# Feedforward Neural Network

## Load Dependent Packages

In [1]:
import torch
import torchvision

## Device Configuration: CPU or GPU

In [2]:
device = torch.device('cuda' if torch.cuda.is_available() else 'cpu')

## Select Hyper Parameters

In [3]:
input_size = 28 * 28
hidden_size = 500
num_classes = 10
num_epochs = 5
batch_size = 100
learning_rate = 0.01

## Define Dataset Class

In [4]:
import numpy as np
import gzip
import os
class MNISTDataset(torch.utils.data.Dataset):
    def __init__(self, root, train=True, transform=None):
        # The file name prefix is obtained according to whether it is a training set or not.
        self.file_pre = 'train' if train == True else 't10k'
        self.transform = transform

        # Generate the image and label file path of the corresponding dataset.
        self.label_path = os.path.join(root, '%s-labels-idx1-ubyte.gz' % self.file_pre)
        self.image_path = os.path.join(root, '%s-images-idx3-ubyte.gz' % self.file_pre)

        # Read file data and return pictures and labels.
        self.images, self.labels = self.__read_data__(self.image_path, self.label_path)

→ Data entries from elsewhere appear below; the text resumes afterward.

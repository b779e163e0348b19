//! Live-update socket manager.
//!
//! Maintains one logical connection to the opsboard server. A driver task
//! owns the transport: it connects, runs the session (inbound dispatch,
//! outbound queue, heartbeat), and on close schedules a reconnect after
//! `reconnect_interval_ms * 2^attempt` until `max_reconnect_attempts`
//! failed cycles leave the manager in terminal `Disconnected`.

use std::sync::Arc;
use std::time::Duration;

use futures_util::{SinkExt, StreamExt};
use opsboard_core::{ClientMessage, Envelope, EventTag, ServerMessage};
use opsboard_telemetry::Metrics;
use parking_lot::Mutex;
use tokio::net::TcpStream;
use tokio::sync::{mpsc, watch};
use tokio::task::JoinHandle;
use tokio::time::Instant;
use tokio_tungstenite::tungstenite::http::Uri;
use tokio_tungstenite::tungstenite::Message;
use tokio_tungstenite::{connect_async, MaybeTlsStream, WebSocketStream};
use tokio_util::sync::CancellationToken;
use tracing::{debug, error, info, trace, warn};

use crate::config::ClientConfig;
use crate::error::{ClientError, ClientResult};
use crate::heartbeat::Heartbeat;
use crate::subscription::{SubscriberRegistry, Subscription};

type WsStream = WebSocketStream<MaybeTlsStream<TcpStream>>;

/// Connection state.
#[derive(Debug, Clone, Copy, PartialEq, Eq, Default)]
pub enum ConnectionState {
    #[default]
    Disconnected,
    Connecting,
    Connected,
}

impl ConnectionState {
    pub fn as_str(&self) -> &'static str {
        match self {
            Self::Disconnected => "disconnected",
            Self::Connecting => "connecting",
            Self::Connected => "connected",
        }
    }
}

impl std::fmt::Display for ConnectionState {
    fn fmt(&self, f: &mut std::fmt::Formatter<'_>) -> std::fmt::Result {
        f.write_str(self.as_str())
    }
}

/// Observable status of the socket manager.
#[derive(Debug, Clone, Default, PartialEq, Eq)]
pub struct ConnectionStatus {
    pub state: ConnectionState,
    /// Last transport error. `None` when no live backend is configured.
    pub error: Option<String>,
    /// Reconnect cycles scheduled since the last stable session.
    pub reconnect_attempts: u32,
    /// Delay of the pending reconnect, if one is scheduled.
    pub next_retry_ms: Option<u64>,
    /// Reconnect attempts are exhausted; only `connect()` leaves this state.
    pub terminal: bool,
}

/// Validate a live-update URL. Only `ws://` and `wss://` with a host pass.
pub fn validate_url(raw: &str) -> ClientResult<String> {
    let trimmed = raw.trim();
    let uri: Uri = trimmed
        .parse()
        .map_err(|_| ClientError::InvalidUrl(raw.to_string()))?;

    match (uri.scheme_str(), uri.host()) {
        (Some("ws" | "wss"), Some(host)) if !host.is_empty() => Ok(trimmed.to_string()),
        _ => Err(ClientError::InvalidUrl(raw.to_string())),
    }
}

/// Delay before reconnect cycle `attempt` (0-based).
pub fn backoff_delay(base_ms: u64, attempt: u32) -> Duration {
    let factor = 1u64.checked_shl(attempt).unwrap_or(u64::MAX);
    Duration::from_millis(base_ms.saturating_mul(factor))
}

struct Driver {
    cancel: CancellationToken,
    task: JoinHandle<()>,
}

struct Inner {
    config: ClientConfig,
    registry: SubscriberRegistry,
    status_tx: watch::Sender<ConnectionStatus>,
    driver: Mutex<Option<Driver>>,
    /// Present only while a session is open.
    outbound: Mutex<Option<mpsc::Sender<String>>>,
}

impl Inner {
    fn update(&self, f: impl FnOnce(&mut ConnectionStatus)) {
        let mut changed = None;
        self.status_tx.send_modify(|status| {
            let before = status.state;
            f(status);
            if status.state != before {
                changed = Some(status.state);
            }
        });
        if let Some(state) = changed {
            Metrics::client_state_set(state.as_str());
            debug!(state = %state, "Connection state changed");
        }
    }

    fn set_state(&self, state: ConnectionState) {
        self.update(|s| s.state = state);
    }
}

/// Reconnecting live-update client.
///
/// Cheap to clone; all clones drive the same connection. `connect()` spawns
/// the driver on the current tokio runtime and `disconnect()` stops it.
#[derive(Clone)]
pub struct SocketManager {
    inner: Arc<Inner>,
}

impl SocketManager {
    pub fn new(config: ClientConfig) -> Self {
        Self::with_registry(config, SubscriberRegistry::new())
    }

    pub fn with_registry(config: ClientConfig, registry: SubscriberRegistry) -> Self {
        let (status_tx, _) = watch::channel(ConnectionStatus::default());
        Self {
            inner: Arc::new(Inner {
                config,
                registry,
                status_tx,
                driver: Mutex::new(None),
                outbound: Mutex::new(None),
            }),
        }
    }

    pub fn config(&self) -> &ClientConfig {
        &self.inner.config
    }

    pub fn status(&self) -> ConnectionStatus {
        self.inner.status_tx.borrow().clone()
    }

    pub fn state(&self) -> ConnectionState {
        self.inner.status_tx.borrow().state
    }

    /// Receiver notified on every status change.
    pub fn watch(&self) -> watch::Receiver<ConnectionStatus> {
        self.inner.status_tx.subscribe()
    }

    pub fn registry(&self) -> &SubscriberRegistry {
        &self.inner.registry
    }

    pub fn subscribe<F>(&self, tag: EventTag, callback: F) -> Subscription
    where
        F: Fn(&ServerMessage) + Send + Sync + 'static,
    {
        self.inner.registry.subscribe(tag, callback)
    }

    /// Start the connection driver.
    ///
    /// Without a valid URL this only marks the manager `Disconnected` with no
    /// error. While a driver is already running this is a no-op. After the
    /// reconnect budget is exhausted it starts a fresh driver with the
    /// attempt counter reset.
    pub fn connect(&self) {
        let url = match self.inner.config.url.as_deref().map(validate_url) {
            Some(Ok(url)) => url,
            Some(Err(e)) => {
                debug!(error = %e, "No usable live-update URL, staying disconnected");
                self.inner.update(|s| {
                    s.state = ConnectionState::Disconnected;
                    s.error = None;
                });
                return;
            }
            None => {
                debug!("Live-update URL not configured, staying disconnected");
                self.inner.update(|s| {
                    s.state = ConnectionState::Disconnected;
                    s.error = None;
                });
                return;
            }
        };

        let mut driver = self.inner.driver.lock();
        if let Some(current) = driver.take() {
            if !current.task.is_finished() && !self.status().terminal {
                debug!("Connection driver already running");
                *driver = Some(current);
                return;
            }
            current.cancel.cancel();
        }

        self.inner.update(|s| {
            s.reconnect_attempts = 0;
            s.next_retry_ms = None;
            s.terminal = false;
        });

        let cancel = CancellationToken::new();
        let task = tokio::spawn(drive(self.inner.clone(), url, cancel.clone()));
        *driver = Some(Driver { cancel, task });
    }

    /// Stop the driver, closing the transport and cancelling any pending
    /// reconnect. Safe to call when already disconnected.
    pub async fn disconnect(&self) {
        let driver = self.inner.driver.lock().take();
        if let Some(driver) = driver {
            info!("Disconnect requested");
            driver.cancel.cancel();
            if let Err(e) = driver.task.await {
                if e.is_panic() {
                    error!(error = %e, "Connection driver panicked");
                }
            }
        }

        *self.inner.outbound.lock() = None;
        self.inner.update(|s| {
            s.state = ConnectionState::Disconnected;
            s.reconnect_attempts = 0;
            s.next_retry_ms = None;
            s.terminal = false;
        });
    }

    /// Send `{type, payload}` to the server.
    ///
    /// Messages are not queued across disconnects: when not connected the
    /// message is dropped with a warning.
    pub fn send(&self, kind: &str, payload: serde_json::Value) -> ClientResult<()> {
        let tx = self.inner.outbound.lock().clone();
        let tx = match tx {
            Some(tx) if self.state() == ConnectionState::Connected => tx,
            _ => {
                warn!(kind, "Not connected, dropping outbound message");
                return Err(ClientError::NotConnected);
            }
        };

        let text = serde_json::to_string(&Envelope::new(kind, payload))?;
        tx.try_send(text)
            .map_err(|e| ClientError::SendFailed(e.to_string()))
    }
}

async fn drive(inner: Arc<Inner>, url: String, cancel: CancellationToken) {
    let config = &inner.config;
    let mut attempt = 0u32;

    loop {
        inner.set_state(ConnectionState::Connecting);
        info!(url = %url, attempt, "Connecting to live-update server");

        let connected = tokio::select! {
            () = cancel.cancelled() => break,
            result = connect_async(url.as_str()) => result,
        };

        match connected {
            Ok((stream, _response)) => {
                run_session(&inner, stream, &cancel, &mut attempt).await;
            }
            Err(e) => {
                warn!(error = %e, "Live-update connection failed");
                let message = ClientError::from(e).to_string();
                inner.update(|s| s.error = Some(message));
            }
        }

        if cancel.is_cancelled() {
            break;
        }
        inner.set_state(ConnectionState::Disconnected);

        if !config.auto_reconnect {
            info!("Auto-reconnect disabled, staying disconnected");
            break;
        }

        if attempt >= config.max_reconnect_attempts {
            error!(attempt, "Max reconnection attempts reached");
            Metrics::client_reconnect("exhausted");
            inner.update(|s| {
                s.terminal = true;
                s.next_retry_ms = None;
            });
            break;
        }

        let delay = backoff_delay(config.reconnect_interval_ms, attempt);
        attempt += 1;
        let delay_ms = delay.as_millis() as u64;
        Metrics::client_reconnect("scheduled");
        inner.update(|s| {
            s.reconnect_attempts = attempt;
            s.next_retry_ms = Some(delay_ms);
        });
        warn!(attempt, delay_ms, "Reconnecting");

        tokio::select! {
            () = cancel.cancelled() => break,
            () = tokio::time::sleep(delay) => {}
        }
        inner.update(|s| s.next_retry_ms = None);
    }
}

async fn run_session(
    inner: &Inner,
    stream: WsStream,
    cancel: &CancellationToken,
    attempt: &mut u32,
) {
    let config = &inner.config;
    let (mut write, mut read) = stream.split();

    let (out_tx, mut out_rx) = mpsc::channel(config.outbound_capacity.max(1));
    *inner.outbound.lock() = Some(out_tx);
    inner.update(|s| {
        s.state = ConnectionState::Connected;
        s.error = None;
        s.next_retry_ms = None;
    });
    info!("Live-update connection established");

    let mut heartbeat = Heartbeat::new(config.heartbeat_interval_ms, config.heartbeat_timeout_ms);
    let mut ticker =
        tokio::time::interval_at(Instant::now() + heartbeat.interval(), heartbeat.interval());

    let stable = tokio::time::sleep(Duration::from_millis(config.stable_after_ms));
    tokio::pin!(stable);
    let mut stable_pending = true;
    if config.stable_after_ms == 0 {
        stable_pending = false;
        reset_attempts(inner, attempt);
    }

    loop {
        tokio::select! {
            () = cancel.cancelled() => {
                if let Err(e) = write.send(Message::Close(None)).await {
                    debug!(error = %e, "Failed to send Close frame during shutdown");
                }
                break;
            }

            () = &mut stable, if stable_pending => {
                stable_pending = false;
                reset_attempts(inner, attempt);
            }

            frame = read.next() => match frame {
                Some(Ok(Message::Text(text))) => {
                    handle_text(inner, &mut heartbeat, &text);
                }
                Some(Ok(Message::Ping(data))) => {
                    if write.send(Message::Pong(data)).await.is_err() {
                        break;
                    }
                }
                Some(Ok(Message::Close(frame))) => {
                    info!(?frame, "Live-update connection closed by server");
                    break;
                }
                Some(Ok(_)) => {}
                Some(Err(e)) => {
                    warn!(error = %e, "Live-update read error");
                    let message = ClientError::from(e).to_string();
                    inner.update(|s| s.error = Some(message));
                    break;
                }
                None => {
                    info!("Live-update stream ended");
                    break;
                }
            },

            Some(text) = out_rx.recv() => {
                if let Err(e) = write.send(Message::Text(text)).await {
                    warn!(error = %e, "Live-update write error");
                    let message = ClientError::from(e).to_string();
                    inner.update(|s| s.error = Some(message));
                    break;
                }
            }

            _ = ticker.tick() => {
                if heartbeat.is_timed_out() {
                    warn!("Heartbeat timeout, closing session");
                    inner.update(|s| s.error = Some(ClientError::HeartbeatTimeout.to_string()));
                    break;
                }
                match ClientMessage::Ping.to_json() {
                    Ok(ping) => {
                        if write.send(Message::Text(ping)).await.is_err() {
                            break;
                        }
                        heartbeat.record_ping();
                        trace!("Sent heartbeat ping");
                    }
                    Err(e) => warn!(error = %e, "Failed to encode ping"),
                }
            }
        }
    }

    *inner.outbound.lock() = None;
}

fn reset_attempts(inner: &Inner, attempt: &mut u32) {
    if *attempt > 0 {
        debug!(previous = *attempt, "Session stable, resetting reconnect counter");
    }
    *attempt = 0;
    inner.update(|s| s.reconnect_attempts = 0);
}

fn handle_text(inner: &Inner, heartbeat: &mut Heartbeat, text: &str) {
    match ServerMessage::from_json(text) {
        Ok(ServerMessage::Pong) => heartbeat.record_pong(),
        Ok(msg) => {
            let listeners = inner.registry.dispatch(&msg);
            trace!(tag = ?msg.tag(), listeners, "Dispatched live-update event");
        }
        Err(e) => {
            warn!(error = %e, "Discarding malformed live-update frame");
        }
    }
}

    def __read_data__(self, image_path, label_path):
        # Data set reading.
        with gzip.open(label_path, 'rb') as lbpath:
            labels = np.frombuffer(lbpath.read(), np.uint8, offset=8)
        with gzip.open(image_path, 'rb') as imgpath:
            images = np.frombuffer(imgpath.read(), np.uint8, offset=16).reshape(len(labels), 28, 28)
        return images, labels

    def __getitem__(self, index):
        image, label = self.images[index], int(self.labels[index])
        
        # If you need to convert to tensor, use tansform.
        if self.transform is not None:
            image = self.transform(np.array(image))  # Avoid bug: use np.array
        return image, label

    def __len__(self):
        return len(self.labels)

## Load through Local Dataset

In [5]:
# MNIST dataset (images and labels)
train_dataset = MNISTDataset('../data/MNIST/', transform=torchvision.transforms.ToTensor())
test_dataset = MNISTDataset('../data/MNIST/', train=False, transform=torchvision.transforms.ToTensor())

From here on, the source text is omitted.